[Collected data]

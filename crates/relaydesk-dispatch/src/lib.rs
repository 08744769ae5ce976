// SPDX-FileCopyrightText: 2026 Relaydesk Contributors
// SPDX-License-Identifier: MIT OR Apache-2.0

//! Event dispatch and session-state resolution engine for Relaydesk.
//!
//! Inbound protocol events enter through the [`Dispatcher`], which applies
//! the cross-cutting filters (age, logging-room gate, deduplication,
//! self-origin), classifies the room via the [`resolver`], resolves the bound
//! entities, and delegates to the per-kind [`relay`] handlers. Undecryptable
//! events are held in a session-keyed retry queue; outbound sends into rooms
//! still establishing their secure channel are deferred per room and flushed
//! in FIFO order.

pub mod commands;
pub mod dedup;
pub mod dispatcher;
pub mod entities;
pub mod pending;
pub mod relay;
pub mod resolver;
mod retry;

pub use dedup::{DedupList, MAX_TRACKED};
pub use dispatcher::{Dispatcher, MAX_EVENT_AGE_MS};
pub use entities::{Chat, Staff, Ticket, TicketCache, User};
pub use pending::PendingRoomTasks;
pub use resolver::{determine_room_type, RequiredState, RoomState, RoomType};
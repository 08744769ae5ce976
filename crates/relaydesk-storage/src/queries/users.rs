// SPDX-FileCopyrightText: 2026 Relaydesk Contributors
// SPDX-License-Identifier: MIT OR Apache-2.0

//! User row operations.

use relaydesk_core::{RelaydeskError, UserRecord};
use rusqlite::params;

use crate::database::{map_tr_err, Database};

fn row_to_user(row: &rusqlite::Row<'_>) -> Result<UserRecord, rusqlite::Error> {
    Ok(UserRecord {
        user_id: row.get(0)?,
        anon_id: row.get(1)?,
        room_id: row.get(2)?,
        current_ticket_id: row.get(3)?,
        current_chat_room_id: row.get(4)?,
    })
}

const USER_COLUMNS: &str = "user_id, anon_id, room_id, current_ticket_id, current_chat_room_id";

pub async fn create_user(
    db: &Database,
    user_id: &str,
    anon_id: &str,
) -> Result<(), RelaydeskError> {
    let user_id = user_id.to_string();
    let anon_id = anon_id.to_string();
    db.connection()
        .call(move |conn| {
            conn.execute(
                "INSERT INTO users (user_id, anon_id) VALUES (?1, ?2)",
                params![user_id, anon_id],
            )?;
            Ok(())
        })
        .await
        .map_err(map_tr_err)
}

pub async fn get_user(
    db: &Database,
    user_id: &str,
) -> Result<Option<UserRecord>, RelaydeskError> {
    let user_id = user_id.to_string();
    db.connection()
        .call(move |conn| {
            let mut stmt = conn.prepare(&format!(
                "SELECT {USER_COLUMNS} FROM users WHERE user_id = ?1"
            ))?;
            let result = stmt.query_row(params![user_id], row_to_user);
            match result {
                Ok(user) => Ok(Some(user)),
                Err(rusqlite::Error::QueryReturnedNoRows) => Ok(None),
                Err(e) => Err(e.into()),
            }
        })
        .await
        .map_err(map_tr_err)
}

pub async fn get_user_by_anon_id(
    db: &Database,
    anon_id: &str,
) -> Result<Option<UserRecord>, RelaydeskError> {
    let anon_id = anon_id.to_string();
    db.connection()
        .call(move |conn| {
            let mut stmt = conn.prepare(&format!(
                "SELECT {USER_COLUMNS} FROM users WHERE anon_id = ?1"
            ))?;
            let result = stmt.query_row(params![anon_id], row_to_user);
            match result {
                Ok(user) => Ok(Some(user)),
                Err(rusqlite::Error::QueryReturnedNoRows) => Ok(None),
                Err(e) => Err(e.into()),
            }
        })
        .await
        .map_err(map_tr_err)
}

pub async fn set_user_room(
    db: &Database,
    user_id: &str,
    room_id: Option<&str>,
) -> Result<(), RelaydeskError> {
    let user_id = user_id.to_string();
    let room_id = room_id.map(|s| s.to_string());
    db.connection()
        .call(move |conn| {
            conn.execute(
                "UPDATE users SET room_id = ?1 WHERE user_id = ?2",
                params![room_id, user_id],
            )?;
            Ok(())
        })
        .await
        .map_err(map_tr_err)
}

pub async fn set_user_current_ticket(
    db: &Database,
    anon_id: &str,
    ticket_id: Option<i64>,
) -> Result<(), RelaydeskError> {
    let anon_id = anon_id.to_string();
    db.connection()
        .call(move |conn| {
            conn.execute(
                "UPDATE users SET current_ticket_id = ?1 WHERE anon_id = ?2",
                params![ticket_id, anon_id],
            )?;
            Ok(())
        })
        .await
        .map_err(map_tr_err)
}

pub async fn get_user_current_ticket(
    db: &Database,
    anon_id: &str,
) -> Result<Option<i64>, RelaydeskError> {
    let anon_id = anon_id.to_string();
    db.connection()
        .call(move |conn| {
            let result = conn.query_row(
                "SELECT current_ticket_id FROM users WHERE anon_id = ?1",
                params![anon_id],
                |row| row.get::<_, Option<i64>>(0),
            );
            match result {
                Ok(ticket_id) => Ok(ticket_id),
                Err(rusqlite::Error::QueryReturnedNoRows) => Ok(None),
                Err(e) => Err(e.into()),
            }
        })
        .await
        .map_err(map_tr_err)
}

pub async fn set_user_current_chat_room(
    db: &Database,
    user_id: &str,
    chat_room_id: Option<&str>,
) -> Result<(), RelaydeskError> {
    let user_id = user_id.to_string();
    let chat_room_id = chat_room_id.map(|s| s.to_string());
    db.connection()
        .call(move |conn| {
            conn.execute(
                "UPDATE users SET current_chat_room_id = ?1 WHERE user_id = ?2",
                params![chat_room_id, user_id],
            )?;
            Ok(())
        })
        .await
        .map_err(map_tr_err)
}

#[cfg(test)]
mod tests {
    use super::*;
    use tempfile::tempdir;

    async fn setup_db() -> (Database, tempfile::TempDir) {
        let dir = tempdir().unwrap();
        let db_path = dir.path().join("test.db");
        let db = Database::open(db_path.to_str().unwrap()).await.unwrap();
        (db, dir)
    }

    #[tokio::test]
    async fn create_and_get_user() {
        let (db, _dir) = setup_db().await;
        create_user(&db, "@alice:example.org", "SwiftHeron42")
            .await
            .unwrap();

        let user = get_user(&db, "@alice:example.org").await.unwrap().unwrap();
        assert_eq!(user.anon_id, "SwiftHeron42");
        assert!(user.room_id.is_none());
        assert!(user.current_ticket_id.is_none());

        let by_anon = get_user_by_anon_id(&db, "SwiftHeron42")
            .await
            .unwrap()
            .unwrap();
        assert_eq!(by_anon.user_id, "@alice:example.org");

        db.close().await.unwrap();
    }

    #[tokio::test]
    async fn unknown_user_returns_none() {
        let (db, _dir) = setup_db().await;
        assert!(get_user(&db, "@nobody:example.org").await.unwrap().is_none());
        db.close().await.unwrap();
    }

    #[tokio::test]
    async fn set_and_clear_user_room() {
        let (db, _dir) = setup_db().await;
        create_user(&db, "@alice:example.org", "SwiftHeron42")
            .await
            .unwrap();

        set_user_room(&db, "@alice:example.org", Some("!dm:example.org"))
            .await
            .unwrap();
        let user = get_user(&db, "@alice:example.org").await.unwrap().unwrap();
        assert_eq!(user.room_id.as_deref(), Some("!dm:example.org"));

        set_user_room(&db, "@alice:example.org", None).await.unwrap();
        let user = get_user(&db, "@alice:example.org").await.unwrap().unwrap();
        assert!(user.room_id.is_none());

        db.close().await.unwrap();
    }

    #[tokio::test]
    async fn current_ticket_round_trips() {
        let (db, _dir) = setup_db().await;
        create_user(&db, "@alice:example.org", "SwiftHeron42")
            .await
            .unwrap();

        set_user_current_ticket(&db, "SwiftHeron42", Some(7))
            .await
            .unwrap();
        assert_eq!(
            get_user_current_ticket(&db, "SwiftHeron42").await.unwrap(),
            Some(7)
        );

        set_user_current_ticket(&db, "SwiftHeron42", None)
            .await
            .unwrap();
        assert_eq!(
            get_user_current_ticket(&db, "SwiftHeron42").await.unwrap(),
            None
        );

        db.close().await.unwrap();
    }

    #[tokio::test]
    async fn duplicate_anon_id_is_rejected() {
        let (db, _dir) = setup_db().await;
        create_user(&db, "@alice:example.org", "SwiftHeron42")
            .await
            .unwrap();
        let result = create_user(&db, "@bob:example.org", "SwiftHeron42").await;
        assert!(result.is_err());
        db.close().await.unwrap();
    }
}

**Task instructions:**
Scan the records above for the string "FROM", then report every line that contains it.

**Task answer:**
                "SELECT {USER_COLUMNS} FROM users WHERE user_id = ?1"
                "SELECT {USER_COLUMNS} FROM users WHERE anon_id = ?1"
                "SELECT current_ticket_id FROM users WHERE anon_id = ?1",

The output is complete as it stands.